[Extracted data entries]
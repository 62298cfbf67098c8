use crate::commands::{CmdMessage, CmdResult};
use crate::error::Result;
use crate::sequence::{
    clear_session, current_session, list_counters, map_category_to_code, update_from_category,
    Category, FALLBACK_CODE,
};
use crate::store::SequenceStore;
use chrono::Datelike;

/// Category change / regenerate: mints (or reuses, when `force_new` is false) the
/// session id for `category`. An empty category clears the session.
pub fn issue<S: SequenceStore, D: Datelike>(
    store: &mut S,
    prefix: &str,
    category: &str,
    now: &D,
    force_new: bool,
) -> Result<CmdResult> {
    let mut result = CmdResult::default();
    match update_from_category(store, prefix, category, now, force_new)? {
        Some(id) => {
            if Category::from_name(category).is_none() {
                result.add_message(CmdMessage::warning(format!(
                    "Unknown category '{}', using {}",
                    category.trim(),
                    FALLBACK_CODE
                )));
            }
            Ok(result.with_document_id(id))
        }
        None => {
            result.add_message(CmdMessage::info("No category selected, session id cleared."));
            Ok(result)
        }
    }
}

pub fn show<S: SequenceStore>(store: &S) -> Result<CmdResult> {
    let mut result = CmdResult::default();
    match current_session(store)? {
        Some(id) => Ok(result.with_document_id(id)),
        None => {
            result.add_message(CmdMessage::info("No session id."));
            Ok(result)
        }
    }
}

pub fn clear<S: SequenceStore>(store: &mut S) -> Result<CmdResult> {
    clear_session(store)?;
    let mut result = CmdResult::default();
    result.add_message(CmdMessage::success("Session id cleared."));
    Ok(result)
}

pub fn code(category: &str) -> CmdResult {
    CmdResult::default().with_lines(vec![map_category_to_code(category).to_string()])
}

/// Every known category as `CODE  Name`
pub fn categories() -> CmdResult {
    let lines = Category::ALL
        .iter()
        .map(|c| format!("{:<6}{}", c.code(), c.name()))
        .collect();
    CmdResult::default().with_lines(lines)
}

pub fn counters<S: SequenceStore>(store: &S) -> Result<CmdResult> {
    let counters = list_counters(store)?;
    let mut result = CmdResult::default();
    if counters.is_empty() {
        result.add_message(CmdMessage::info("No ids issued yet."));
    }
    Ok(result.with_counters(counters))
}

#[cfg(test)]
mod tests {
    use super::*;
    use crate::commands::MessageLevel;
    use crate::sequence::SESSION_KEY;
    use crate::store::memory::InMemoryStore;
    use chrono::NaiveDate;

    fn now() -> NaiveDate {
        NaiveDate::from_ymd_opt(2026, 10, 19).unwrap()
    }

    #[test]
    fn issue_then_reuse() {
        let mut store = InMemoryStore::new();
        let forced = issue(&mut store, "CRG", "Fixed Income Research", &now(), true).unwrap();
        let reused = issue(&mut store, "CRG", "Fixed Income Research", &now(), false).unwrap();
        assert_eq!(
            forced.document_id.unwrap().to_string(),
            "CRG-FI-2026-10-001"
        );
        assert_eq!(
            reused.document_id.unwrap().to_string(),
            "CRG-FI-2026-10-001"
        );
        assert!(forced.messages.is_empty());
    }

    #[test]
    fn unknown_category_warns() {
        let mut store = InMemoryStore::new();
        let result = issue(&mut store, "CRG", "Crypto", &now(), true).unwrap();
        assert_eq!(result.document_id.as_ref().unwrap().code, "GEN");
        assert!(result.has_warnings());
    }

    #[test]
    fn empty_category_clears() {
        let mut store = InMemoryStore::new();
        issue(&mut store, "CRG", "Macro Research", &now(), true).unwrap();
        let result = issue(&mut store, "CRG", "", &now(), true).unwrap();
        assert!(result.document_id.is_none());
        assert_eq!(result.messages[0].level, MessageLevel::Info);
        assert_eq!(store.get(SESSION_KEY).unwrap(), None);
    }

    #[test]
    fn show_reports_session() {
        let mut store = InMemoryStore::new();
        assert!(show(&store).unwrap().document_id.is_none());
        issue(&mut store, "CRG", "Macro Research", &now(), true).unwrap();
        assert_eq!(show(&store).unwrap().document_id.unwrap().code, "MACRO");
    }

    #[test]
    fn clear_keeps_counters() {
        let mut store = InMemoryStore::new();
        issue(&mut store, "CRG", "Macro Research", &now(), true).unwrap();
        clear(&mut store).unwrap();
        let result = counters(&store).unwrap();
        assert_eq!(result.counters.len(), 1);
        assert_eq!(result.counters[0].value, 1);
    }

    #[test]
    fn code_and_categories() {
        assert_eq!(code("Commodity Insights").lines, vec!["COM"]);
        assert_eq!(code("").lines, vec!["GEN"]);
        let listed = categories().lines;
        assert_eq!(listed.len(), 5);
        assert_eq!(listed[1], "EQ    Equity Research");
    }
}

**WHAT YOU WILL DO**
Print all the records precisely.

**RESULT FOR THIS EXERCISE**
repository 62298cfbf67098c8
use crate::commands::{CmdMessage, CmdResult};
use crate::error::Result;
use crate::sequence::{
    clear_session, current_session, list_counters, map_category_to_code, update_from_category,
    Category, FALLBACK_CODE,
};
use crate::store::SequenceStore;
use chrono::Datelike;

/// Category change / regenerate: mints (or reuses, when `force_new` is false) the
/// session id for `category`. An empty category clears the session.
pub fn issue<S: SequenceStore, D: Datelike>(
    store: &mut S,
    prefix: &str,
    category: &str,
    now: &D,
    force_new: bool,
) -> Result<CmdResult> {
    let mut result = CmdResult::default();
    match update_from_category(store, prefix, category, now, force_new)? {
        Some(id) => {
            if Category::from_name(category).is_none() {
                result.add_message(CmdMessage::warning(format!(
                    "Unknown category '{}', using {}",
                    category.trim(),
                    FALLBACK_CODE
                )));
            }
            Ok(result.with_document_id(id))
        }
        None => {
            result.add_message(CmdMessage::info("No category selected, session id cleared."));
            Ok(result)
        }
    }
}

pub fn show<S: SequenceStore>(store: &S) -> Result<CmdResult> {
    let mut result = CmdResult::default();
    match current_session(store)? {
        Some(id) => Ok(result.with_document_id(id)),
        None => {
            result.add_message(CmdMessage::info("No session id."));
            Ok(result)
        }
    }
}

pub fn clear<S: SequenceStore>(store: &mut S) -> Result<CmdResult> {
    clear_session(store)?;
    let mut result = CmdResult::default();
    result.add_message(CmdMessage::success("Session id cleared."));
    Ok(result)
}

pub fn code(category: &str) -> CmdResult {
    CmdResult::default().with_lines(vec![map_category_to_code(category).to_string()])
}

/// Every known category as `CODE  Name`
pub fn categories() -> CmdResult {
    let lines = Category::ALL
        .iter()
        .map(|c| format!("{:<6}{}", c.code(), c.name()))
        .collect();
    CmdResult::default().with_lines(lines)
}

pub fn counters<S: SequenceStore>(store: &S) -> Result<CmdResult> {
    let counters = list_counters(store)?;
    let mut result = CmdResult::default();
    if counters.is_empty() {
        result.add_message(CmdMessage::info("No ids issued yet."));
    }
    Ok(result.with_counters(counters))
}

#[cfg(test)]
mod tests {
    use super::*;
    use crate::commands::MessageLevel;
    use crate::sequence::SESSION_KEY;
    use crate::store::memory::InMemoryStore;
    use chrono::NaiveDate;

    fn now() -> NaiveDate {
        NaiveDate::from_ymd_opt(2026, 10, 19).unwrap()
    }

    #[test]
    fn issue_then_reuse() {
        let mut store = InMemoryStore::new();
        let forced = issue(&mut store, "CRG", "Fixed Income Research", &now(), true).unwrap();
        let reused = issue(&mut store, "CRG", "Fixed Income Research", &now(), false).unwrap();
        assert_eq!(
            forced.document_id.unwrap().to_string(),
            "CRG-FI-2026-10-001"
        );
        assert_eq!(
            reused.document_id.unwrap().to_string(),
            "CRG-FI-2026-10-001"
        );
        assert!(forced.messages.is_empty());
    }

    #[test]
    fn unknown_category_warns() {
        let mut store = InMemoryStore::new();
        let result = issue(&mut store, "CRG", "Crypto", &now(), true).unwrap();
        assert_eq!(result.document_id.as_ref().unwrap().code, "GEN");
        assert!(result.has_warnings());
    }

    #[test]
    fn empty_category_clears() {
        let mut store = InMemoryStore::new();
        issue(&mut store, "CRG", "Macro Research", &now(), true).unwrap();
        let result = issue(&mut store, "CRG", "", &now(), true).unwrap();
        assert!(result.document_id.is_none());
        assert_eq!(result.messages[0].level, MessageLevel::Info);
        assert_eq!(store.get(SESSION_KEY).unwrap(), None);
    }

    #[test]
    fn show_reports_session() {
        let mut store = InMemoryStore::new();
        assert!(show(&store).unwrap().document_id.is_none());
        issue(&mut store, "CRG", "Macro Research", &now(), true).unwrap();
        assert_eq!(show(&store).unwrap().document_id.unwrap().code, "MACRO");
    }

    #[test]
    fn clear_keeps_counters() {
        let mut store = InMemoryStore::new();
        issue(&mut store, "CRG", "Macro Research", &now(), true).unwrap();
        clear(&mut store).unwrap();
        let result = counters(&store).unwrap();
        assert_eq!(result.counters.len(), 1);
        assert_eq!(result.counters[0].value, 1);
    }

    #[test]
    fn code_and_categories() {
        assert_eq!(code("Commodity Insights").lines, vec!["COM"]);
        assert_eq!(code("").lines, vec!["GEN"]);
        let listed = categories().lines;
        assert_eq!(listed.len(), 5);
        assert_eq!(listed[1], "EQ    Equity Research");
    }
}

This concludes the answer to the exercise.